Menteri ESDM Tetapkan Perusahaan Israel Pemenang Proyek Panas Bumi, Ini Dampak Ekonominya

Celer.my.id – Menteri Energi dan Sumber Daya Mineral (ESDM) menetapkan sebuah perusahaan asal Israel sebagai pemenang proyek pengembangan panas bumi di Indonesia.

Keputusan ini langsung memicu perhatian publik karena menyangkut investasi asing dan isu geopolitik.

Penetapan tersebut diumumkan oleh Kementerian Energi dan Sumber Daya Mineral dalam keterangan resmi yang menyebutkan bahwa perusahaan itu dinilai unggul dari sisi teknologi dan pembiayaan.

Proyek panas bumi ini digadang-gadang bernilai triliunan rupiah dan ditargetkan mulai konstruksi pada tahun depan.

Menurut pihak kementerian, proyek ini akan memperkuat bauran energi baru terbarukan nasional.

Pemerintah juga menilai kerja sama ini mampu mempercepat target transisi energi yang selama ini berjalan bertahap.

Dari sisi ekonomi, masuknya investasi asing diyakini dapat membuka ribuan lapangan kerja baru.

Selain itu, proyek ini berpotensi meningkatkan pendapatan daerah melalui pajak dan bagi hasil.

Sejumlah pengamat energi menilai keputusan ini murni berbasis kalkulasi bisnis dan kemampuan teknis.

Mereka menyebut teknologi panas bumi yang dimiliki perusahaan Israel tersebut dikenal efisien dan berpengalaman dalam pengembangan lapangan berskala besar.

Namun, tidak sedikit masyarakat yang mempertanyakan keputusan tersebut.

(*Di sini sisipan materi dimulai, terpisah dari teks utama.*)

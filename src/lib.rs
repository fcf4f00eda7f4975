//! Stakeroom - multiplayer betting rooms with verifiable winner selection
//!
//! Players join a room, a round cycles through timed phases, winners are
//! drawn with a commit-reveal protocol and the pool is redistributed between
//! winners, the room operator and the platform in one ledger transaction.
//!
//! Layers, leaves first:
//! - `money`: exact fixed-point amounts and commission rates
//! - `storage`: ledger accounts, transaction log and durable room tables
//! - `cache`: read-through balance cache with optimistic retry
//! - `fairness`: commitment, reveal and deterministic winner selection
//! - `settlement`: split computation and round-level ledger steps
//! - `room`: per-room phase state machine and roster
//! - `registry`: lazy room lifecycle and event routing

pub mod cache;
pub mod common;
pub mod config;
pub mod errors;
pub mod fairness;
pub mod metrics;
pub mod money;
pub mod registry;
pub mod room;
pub mod settlement;
pub mod storage;

pub use cache::{BalanceCache, CacheBackend, LruCacheBackend, RetryPolicy};
pub use common::traits::{
    Broadcaster, ChannelBroadcaster, LoggingRiskChecker, NoopRiskChecker, RiskChecker,
    StaticUserDirectory, UserDirectory,
};
pub use common::types::{
    Account, BalanceTransaction, Bucket, Membership, RoomConfig, RoundRecord, RoundStatus,
    TransactionType, TxContext, UserProfile,
};
pub use config::ServiceConfig;
pub use errors::{Error, Result};
pub use fairness::SeedCommitment;
pub use metrics::RoomMetrics;
pub use money::{Amount, Rate};
pub use registry::RoomRegistry;
pub use room::{Phase, RoomEvent, RoomMessage, RoomProcessor, RoomSnapshot};
pub use settlement::{compute_split, RefundOutcome, RoundSettler, Split};
pub use storage::{MemoryStore, RocksStore, Store};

Sebagian pihak menyoroti sensitivitas hubungan diplomatik Indonesia dengan Israel yang hingga kini tidak memiliki hubungan resmi.

Di media sosial, perdebatan berlangsung cukup sengit sejak pengumuman disampaikan.

Ada yang mendukung dengan alasan kebutuhan investasi, namun ada pula yang meminta pemerintah lebih transparan dalam proses seleksi.

Beberapa anggota DPR juga meminta penjelasan rinci terkait mekanisme tender proyek ini.

Mereka menekankan pentingnya menjaga kepentingan nasional sekaligus memastikan proses berjalan sesuai aturan.

Pemerintah menegaskan bahwa proyek ini tetap mengutamakan kepentingan nasional dan tunduk pada regulasi yang berlaku.

Semua tahapan tender disebut dilakukan secara terbuka dan diawasi oleh lembaga terkait.

Proyek panas bumi sendiri merupakan bagian penting dari strategi Indonesia mencapai target net zero emission.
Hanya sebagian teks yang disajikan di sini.